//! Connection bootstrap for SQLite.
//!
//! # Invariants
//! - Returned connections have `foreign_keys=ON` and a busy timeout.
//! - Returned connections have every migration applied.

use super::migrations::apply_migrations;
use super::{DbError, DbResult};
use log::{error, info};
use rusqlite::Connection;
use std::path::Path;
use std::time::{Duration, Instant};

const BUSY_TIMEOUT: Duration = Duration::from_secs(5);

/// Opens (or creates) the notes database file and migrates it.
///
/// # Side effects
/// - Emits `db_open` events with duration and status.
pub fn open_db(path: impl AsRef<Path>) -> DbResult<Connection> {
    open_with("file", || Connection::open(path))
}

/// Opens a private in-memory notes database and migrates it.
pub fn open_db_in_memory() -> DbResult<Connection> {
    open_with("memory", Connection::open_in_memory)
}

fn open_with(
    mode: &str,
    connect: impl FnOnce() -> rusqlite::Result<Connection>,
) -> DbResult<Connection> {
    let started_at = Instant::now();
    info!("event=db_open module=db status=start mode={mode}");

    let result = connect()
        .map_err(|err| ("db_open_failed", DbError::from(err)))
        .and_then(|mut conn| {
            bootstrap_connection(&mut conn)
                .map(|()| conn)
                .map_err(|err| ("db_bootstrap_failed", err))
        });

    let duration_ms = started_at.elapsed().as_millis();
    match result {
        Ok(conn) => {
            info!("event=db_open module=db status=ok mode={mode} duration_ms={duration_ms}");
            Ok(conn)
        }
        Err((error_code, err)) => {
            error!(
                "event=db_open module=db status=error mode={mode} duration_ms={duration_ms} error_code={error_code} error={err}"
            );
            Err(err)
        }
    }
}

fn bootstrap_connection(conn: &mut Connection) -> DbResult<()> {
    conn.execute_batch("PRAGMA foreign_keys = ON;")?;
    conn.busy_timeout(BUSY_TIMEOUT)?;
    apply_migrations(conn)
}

━━━━

■ What is being asked
Would you please repeat, exactly as written, the lines from the one containing "let started_at = Instant::now();" through the end of the listing above, including both, and only those?

■ Response box
    let started_at = Instant::now();
    info!("event=db_open module=db status=start mode={mode}");

    let result = connect()
        .map_err(|err| ("db_open_failed", DbError::from(err)))
        .and_then(|mut conn| {
            bootstrap_connection(&mut conn)
                .map(|()| conn)
                .map_err(|err| ("db_bootstrap_failed", err))
        });

    let duration_ms = started_at.elapsed().as_millis();
    match result {
        Ok(conn) => {
            info!("event=db_open module=db status=ok mode={mode} duration_ms={duration_ms}");
            Ok(conn)
        }
        Err((error_code, err)) => {
            error!(
                "event=db_open module=db status=error mode={mode} duration_ms={duration_ms} error_code={error_code} error={err}"
            );
            Err(err)
        }
    }
}

fn bootstrap_connection(conn: &mut Connection) -> DbResult<()> {
    conn.execute_batch("PRAGMA foreign_keys = ON;")?;
    conn.busy_timeout(BUSY_TIMEOUT)?;
    apply_migrations(conn)
}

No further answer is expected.